Reactive/async stuff across all of the mainstream Java server frameworks is well supported from Kotlin and has been for many years. E.g. the co-routines library ships with lots of extension functions for just about anything you can name. The green thread stuff Java does is often cited as a thing that closes the gap. But from a Kotlin point of view it's just something that makes using legacy Java code a bit less tedious.

Jetbrains and Spring did some joint announcements at the latest Kotlin conf. The upcoming major release of Spring Boot is going to be even more Kotlin heavy and centered than the current one is. And honestly, you had a superior experience with v1 way back even. They won't abandon Java support. But at this point, you are really missing out if you are sticking with Java. There are non technical reasons for doing that but very few (if any) technical reasons.

They are doing a big push with the new release on making nullability checks on all the Spring Java stuff stricter for Kotlin and making sure Kotlin does the right things. And all their documentation was already dual Kotlin/Java but looks like it might be leaning towards Kotlin first going forward.

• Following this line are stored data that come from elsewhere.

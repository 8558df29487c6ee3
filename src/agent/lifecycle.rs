//! Worker lifecycle state machine

use crate::error::{OffgridError, OffgridResult};
use chrono::{DateTime, Utc};
use serde::Serialize;
use std::fmt;

/// Worker states
#[derive(Debug, Clone, Copy, Default, PartialEq, Eq, Serialize)]
#[serde(rename_all = "lowercase")]
pub enum WorkerState {
    /// Constructed, nothing run yet
    #[default]
    Parsed,
    /// Install hook running
    Installing,
    /// Installed, waiting to activate
    Installed,
    /// Activate hook running
    Activating,
    /// Active and controlling clients
    Activated,
    /// Replaced or failed
    Redundant,
}

impl fmt::Display for WorkerState {
    fn fmt(&self, f: &mut fmt::Formatter<'_>) -> fmt::Result {
        let s = match self {
            Self::Parsed => "parsed",
            Self::Installing => "installing",
            Self::Installed => "installed",
            Self::Activating => "activating",
            Self::Activated => "activated",
            Self::Redundant => "redundant",
        };
        f.write_str(s)
    }
}

fn is_valid_transition(from: WorkerState, to: WorkerState) -> bool {
    use WorkerState::*;

    matches!(
        (from, to),
        (Parsed, Installing)
            | (Installing, Installed)
            | (Installing, Redundant)
            | (Installed, Activating)
            | (Activating, Activated)
            | (Activating, Redundant)
            | (Activated, Redundant)
    )
}

/// Current state plus the pending skip-waiting request
#[derive(Debug, Clone, Default, Serialize)]
pub struct Lifecycle {
    state: WorkerState,
    skip_waiting: bool,
    installed_at: Option<DateTime<Utc>>,
    activated_at: Option<DateTime<Utc>>,
}

impl Lifecycle {
    pub fn new() -> Self {
        Self::default()
    }

    pub fn state(&self) -> WorkerState {
        self.state
    }

    pub fn installed_at(&self) -> Option<DateTime<Utc>> {
        self.installed_at
    }

    pub fn activated_at(&self) -> Option<DateTime<Utc>> {
        self.activated_at
    }

    /// Installed and not yet activating
    pub fn is_waiting(&self) -> bool {
        self.state == WorkerState::Installed
    }

    pub fn skip_waiting_requested(&self) -> bool {
        self.skip_waiting
    }

    /// Move to `to`, stamping install/activation times
    pub fn transition(&mut self, to: WorkerState, now: DateTime<Utc>) -> OffgridResult<()> {
        if !is_valid_transition(self.state, to) {
            return Err(OffgridError::InvalidTransition {
                from: self.state.to_string(),
                to: to.to_string(),
            });
        }

        match to {
            WorkerState::Installed => self.installed_at = Some(now),
            WorkerState::Activated => self.activated_at = Some(now),
            _ => {}
        }
        self.state = to;
        Ok(())
    }

    /// Record a skip-waiting request. Returns true when the worker is
    /// waiting and should activate now. A request made while installing
    /// is honoured once install completes.
    pub fn request_skip_waiting(&mut self) -> bool {
        self.skip_waiting = true;
        self.should_activate()
    }

    /// Waiting with skip-waiting requested
    pub fn should_activate(&self) -> bool {
        self.is_waiting() && self.skip_waiting
    }
}

#[cfg(test)]
mod tests {
    use super::*;

    #[test]
    fn normal_lifecycle() {
        let now = Utc::now();
        let mut lifecycle = Lifecycle::new();
        lifecycle.transition(WorkerState::Installing, now).unwrap();
        lifecycle.transition(WorkerState::Installed, now).unwrap();
        assert!(lifecycle.is_waiting());
        assert_eq!(lifecycle.installed_at(), Some(now));

        lifecycle.transition(WorkerState::Activating, now).unwrap();
        lifecycle.transition(WorkerState::Activated, now).unwrap();
        assert_eq!(lifecycle.state(), WorkerState::Activated);
        assert_eq!(lifecycle.activated_at(), Some(now));
    }

    #[test]
    fn rejects_skipping_install() {
        let mut lifecycle = Lifecycle::new();
        let err = lifecycle
            .transition(WorkerState::Activating, Utc::now())
            .unwrap_err();
        assert!(err.to_string().contains("parsed -> activating"));
        assert_eq!(lifecycle.state(), WorkerState::Parsed);
    }

    #[test]
    fn skip_waiting_before_installed_is_deferred() {
        let now = Utc::now();
        let mut lifecycle = Lifecycle::new();
        lifecycle.transition(WorkerState::Installing, now).unwrap();

        assert!(!lifecycle.request_skip_waiting());
        lifecycle.transition(WorkerState::Installed, now).unwrap();
        assert!(lifecycle.should_activate());
    }

    #[test]
    fn skip_waiting_after_activation_is_noop() {
        let now = Utc::now();
        let mut lifecycle = Lifecycle::new();
        for state in [
            WorkerState::Installing,
            WorkerState::Installed,
            WorkerState::Activating,
            WorkerState::Activated,
        ] {
            lifecycle.transition(state, now).unwrap();
        }
        assert!(!lifecycle.request_skip_waiting());
    }
}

Many reasons to like Kotlin. If somebody tells you it's Android only that was never true and there's a lot of quiet Kotlin usage with anything Java because there's not a single Java framework that you can't seamlessly use from Kotlin. And almost universally it's a better experience. The older the better actually. Because the old one tend to not use any of the new Java features. Where new is introduced in the last 15 or so years.

foobarian 2 days ago | parent [-]

I think the Spring support is not highlighted enough. It is very good, among other things OpenAPI client code generation is very good out of the box.